■ Material supplied ■
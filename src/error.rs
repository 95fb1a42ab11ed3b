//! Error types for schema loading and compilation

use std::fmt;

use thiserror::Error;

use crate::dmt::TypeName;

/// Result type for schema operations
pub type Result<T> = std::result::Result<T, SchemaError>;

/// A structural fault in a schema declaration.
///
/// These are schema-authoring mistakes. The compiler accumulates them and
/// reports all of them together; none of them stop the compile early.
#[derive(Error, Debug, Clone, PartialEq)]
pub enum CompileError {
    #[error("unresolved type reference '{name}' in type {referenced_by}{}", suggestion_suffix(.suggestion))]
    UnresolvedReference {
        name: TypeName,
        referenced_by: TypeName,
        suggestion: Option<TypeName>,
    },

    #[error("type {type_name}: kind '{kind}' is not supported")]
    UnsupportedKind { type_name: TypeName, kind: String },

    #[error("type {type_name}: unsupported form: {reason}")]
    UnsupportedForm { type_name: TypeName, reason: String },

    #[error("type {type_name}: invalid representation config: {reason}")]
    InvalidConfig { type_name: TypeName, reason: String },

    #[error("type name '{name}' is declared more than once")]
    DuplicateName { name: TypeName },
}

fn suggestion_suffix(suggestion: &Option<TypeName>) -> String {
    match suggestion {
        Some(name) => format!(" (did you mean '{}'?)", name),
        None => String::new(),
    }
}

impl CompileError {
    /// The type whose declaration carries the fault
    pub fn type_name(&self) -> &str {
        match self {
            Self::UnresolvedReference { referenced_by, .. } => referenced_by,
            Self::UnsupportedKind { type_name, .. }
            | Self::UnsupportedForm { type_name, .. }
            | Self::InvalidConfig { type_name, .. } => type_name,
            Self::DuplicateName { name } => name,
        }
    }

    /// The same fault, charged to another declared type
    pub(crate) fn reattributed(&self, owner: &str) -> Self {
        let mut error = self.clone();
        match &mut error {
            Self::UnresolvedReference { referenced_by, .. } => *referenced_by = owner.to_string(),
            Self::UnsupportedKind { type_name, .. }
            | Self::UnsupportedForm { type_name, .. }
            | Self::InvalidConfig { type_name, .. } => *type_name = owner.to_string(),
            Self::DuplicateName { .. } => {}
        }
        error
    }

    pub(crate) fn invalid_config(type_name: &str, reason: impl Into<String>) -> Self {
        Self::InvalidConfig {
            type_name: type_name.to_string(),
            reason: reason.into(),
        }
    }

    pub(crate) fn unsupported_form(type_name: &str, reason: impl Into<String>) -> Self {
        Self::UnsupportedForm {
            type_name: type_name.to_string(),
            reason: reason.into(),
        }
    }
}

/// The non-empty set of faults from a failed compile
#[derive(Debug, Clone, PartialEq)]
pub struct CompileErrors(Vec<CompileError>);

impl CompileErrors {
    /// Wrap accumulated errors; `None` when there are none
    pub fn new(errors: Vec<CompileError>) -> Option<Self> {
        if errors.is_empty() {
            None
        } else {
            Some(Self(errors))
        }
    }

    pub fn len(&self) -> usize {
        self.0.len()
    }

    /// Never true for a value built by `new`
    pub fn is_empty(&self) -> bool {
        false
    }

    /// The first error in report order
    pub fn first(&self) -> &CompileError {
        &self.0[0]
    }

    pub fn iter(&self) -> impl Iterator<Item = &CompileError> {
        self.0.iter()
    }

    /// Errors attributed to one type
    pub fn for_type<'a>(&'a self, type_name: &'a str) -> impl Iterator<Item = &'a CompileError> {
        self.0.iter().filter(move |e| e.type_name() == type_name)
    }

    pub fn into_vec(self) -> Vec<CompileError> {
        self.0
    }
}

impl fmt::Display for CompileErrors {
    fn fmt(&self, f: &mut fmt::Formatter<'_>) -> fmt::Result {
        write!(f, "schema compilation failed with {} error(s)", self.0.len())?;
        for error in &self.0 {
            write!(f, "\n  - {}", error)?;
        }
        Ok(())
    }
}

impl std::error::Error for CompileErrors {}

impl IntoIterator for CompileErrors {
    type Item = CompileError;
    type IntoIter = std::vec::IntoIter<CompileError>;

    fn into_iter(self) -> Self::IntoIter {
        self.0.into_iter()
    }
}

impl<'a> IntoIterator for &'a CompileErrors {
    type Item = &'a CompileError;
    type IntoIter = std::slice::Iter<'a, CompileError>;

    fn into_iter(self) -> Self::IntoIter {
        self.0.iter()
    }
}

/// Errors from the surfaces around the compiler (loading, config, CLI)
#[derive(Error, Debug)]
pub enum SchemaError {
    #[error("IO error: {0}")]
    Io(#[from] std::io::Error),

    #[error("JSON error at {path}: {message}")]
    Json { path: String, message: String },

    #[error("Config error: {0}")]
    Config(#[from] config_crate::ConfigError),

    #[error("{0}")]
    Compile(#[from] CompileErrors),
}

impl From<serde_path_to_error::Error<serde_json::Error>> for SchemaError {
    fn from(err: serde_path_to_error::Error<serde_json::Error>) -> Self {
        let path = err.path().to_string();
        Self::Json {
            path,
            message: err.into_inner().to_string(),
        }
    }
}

■ Activity ■
Take the line holding "for error in" and the lines after it through the end of the entries. Retype them exactly and add nothing.

■ Task response ■
        for error in &self.0 {
            write!(f, "\n  - {}", error)?;
        }
        Ok(())
    }
}

impl std::error::Error for CompileErrors {}

impl IntoIterator for CompileErrors {
    type Item = CompileError;
    type IntoIter = std::vec::IntoIter<CompileError>;

    fn into_iter(self) -> Self::IntoIter {
        self.0.into_iter()
    }
}

impl<'a> IntoIterator for &'a CompileErrors {
    type Item = &'a CompileError;
    type IntoIter = std::slice::Iter<'a, CompileError>;

    fn into_iter(self) -> Self::IntoIter {
        self.0.iter()
    }
}

/// Errors from the surfaces around the compiler (loading, config, CLI)
#[derive(Error, Debug)]
pub enum SchemaError {
    #[error("IO error: {0}")]
    Io(#[from] std::io::Error),

    #[error("JSON error at {path}: {message}")]
    Json { path: String, message: String },

    #[error("Config error: {0}")]
    Config(#[from] config_crate::ConfigError),

    #[error("{0}")]
    Compile(#[from] CompileErrors),
}

impl From<serde_path_to_error::Error<serde_json::Error>> for SchemaError {
    fn from(err: serde_path_to_error::Error<serde_json::Error>) -> Self {
        let path = err.path().to_string();
        Self::Json {
            path,
            message: err.into_inner().to_string(),
        }
    }
}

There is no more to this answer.